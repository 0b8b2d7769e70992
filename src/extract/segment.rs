// File: ./src/extract/segment.rs
//! Splits raw text into independently parseable event-candidate chunks.
use once_cell::sync::Lazy;
use regex::Regex;

/// A bare conjunction surrounded by whitespace.
static CONJUNCTION_RE: Lazy<Regex> =
    Lazy::new(|| Regex::new(r"(?i)\s(?:и|and)\s").expect("conjunction regex"));

/// A date/time cue that must immediately follow a conjunction for the split
/// to apply: a relative-day word, `next`-style modifier, a numeric date
/// start, or `<digits> <letter-word>` (month name or weekday follows).
static SPLIT_CUE_RE: Lazy<Regex> = Lazy::new(|| {
    Regex::new(r"(?i)^(?:на|on|tomorrow|завтра|today|сегодня|next|следующ|\d{1,2}[./]|\d{1,2}\s+[a-zа-яё])")
        .expect("split cue regex")
});

/// Splits on newlines/semicolons into primary chunks, then splits each
/// primary chunk on "и"/"and" only when the conjunction is followed by a
/// recognizable date/time cue. A single event description that merely
/// contains "and" stays in one piece. Original order is preserved.
pub fn segment(text: &str) -> Vec<String> {
    let mut chunks = Vec::new();

    for primary in text.split(['\n', ';']) {
        let primary = primary.trim();
        if primary.is_empty() {
            continue;
        }

        let mut start = 0;
        for conj in CONJUNCTION_RE.find_iter(primary) {
            if !SPLIT_CUE_RE.is_match(&primary[conj.end()..]) {
                continue;
            }
            let piece = primary[start..conj.start()].trim();
            if !piece.is_empty() {
                chunks.push(piece.to_string());
            }
            start = conj.end();
        }

        let tail = primary[start..].trim();
        if !tail.is_empty() {
            chunks.push(tail.to_string());
        }
    }

    chunks
}

#[cfg(test)]
mod tests {
    use super::*;

    #[test]
    fn splits_on_newlines_and_semicolons() {
        let chunks = segment("встреча завтра в 10:00\nобед 12.03 в 13:00; ужин в 19:00");
        assert_eq!(chunks.len(), 3);
        assert_eq!(chunks[0], "встреча завтра в 10:00");
    }

    #[test]
    fn conjunction_without_cue_stays_joined() {
        let chunks = segment("встреча и ужин завтра в 19:00");
        assert_eq!(chunks, vec!["встреча и ужин завтра в 19:00".to_string()]);
    }

    #[test]
    fn conjunction_before_relative_day_splits() {
        let chunks = segment("встреча сегодня в 10:00 и завтра в 11:00 созвон");
        assert_eq!(chunks.len(), 2);
        assert_eq!(chunks[0], "встреча сегодня в 10:00");
        assert_eq!(chunks[1], "завтра в 11:00 созвон");
    }

    #[test]
    fn conjunction_before_numeric_date_splits() {
        let chunks = segment("dentist on 12.03 at 10:00 and 14.03 at 16:00 follow-up");
        assert_eq!(chunks.len(), 2);
    }
}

+ + + +

#### Your goal:
All the lines above are to be copied exactly, with none left out.

#### Task output:
repository 0b8b2d7769e70992
filename src/extract/segment.rs
// File: ./src/extract/segment.rs
//! Splits raw text into independently parseable event-candidate chunks.
use once_cell::sync::Lazy;
use regex::Regex;

/// A bare conjunction surrounded by whitespace.
static CONJUNCTION_RE: Lazy<Regex> =
    Lazy::new(|| Regex::new(r"(?i)\s(?:и|and)\s").expect("conjunction regex"));

/// A date/time cue that must immediately follow a conjunction for the split
/// to apply: a relative-day word, `next`-style modifier, a numeric date
/// start, or `<digits> <letter-word>` (month name or weekday follows).
static SPLIT_CUE_RE: Lazy<Regex> = Lazy::new(|| {
    Regex::new(r"(?i)^(?:на|on|tomorrow|завтра|today|сегодня|next|следующ|\d{1,2}[./]|\d{1,2}\s+[a-zа-яё])")
        .expect("split cue regex")
});

/// Splits on newlines/semicolons into primary chunks, then splits each
/// primary chunk on "и"/"and" only when the conjunction is followed by a
/// recognizable date/time cue. A single event description that merely
/// contains "and" stays in one piece. Original order is preserved.
pub fn segment(text: &str) -> Vec<String> {
    let mut chunks = Vec::new();

    for primary in text.split(['\n', ';']) {
        let primary = primary.trim();
        if primary.is_empty() {
            continue;
        }

        let mut start = 0;
        for conj in CONJUNCTION_RE.find_iter(primary) {
            if !SPLIT_CUE_RE.is_match(&primary[conj.end()..]) {
                continue;
            }
            let piece = primary[start..conj.start()].trim();
            if !piece.is_empty() {
                chunks.push(piece.to_string());
            }
            start = conj.end();
        }

        let tail = primary[start..].trim();
        if !tail.is_empty() {
            chunks.push(tail.to_string());
        }
    }

    chunks
}

#[cfg(test)]
mod tests {
    use super::*;

    #[test]
    fn splits_on_newlines_and_semicolons() {
        let chunks = segment("встреча завтра в 10:00\nобед 12.03 в 13:00; ужин в 19:00");
        assert_eq!(chunks.len(), 3);
        assert_eq!(chunks[0], "встреча завтра в 10:00");
    }

    #[test]
    fn conjunction_without_cue_stays_joined() {
        let chunks = segment("встреча и ужин завтра в 19:00");
        assert_eq!(chunks, vec!["встреча и ужин завтра в 19:00".to_string()]);
    }

    #[test]
    fn conjunction_before_relative_day_splits() {
        let chunks = segment("встреча сегодня в 10:00 и завтра в 11:00 созвон");
        assert_eq!(chunks.len(), 2);
        assert_eq!(chunks[0], "встреча сегодня в 10:00");
        assert_eq!(chunks[1], "завтра в 11:00 созвон");
    }

    #[test]
    fn conjunction_before_numeric_date_splits() {
        let chunks = segment("dentist on 12.03 at 10:00 and 14.03 at 16:00 follow-up");
        assert_eq!(chunks.len(), 2);
    }
}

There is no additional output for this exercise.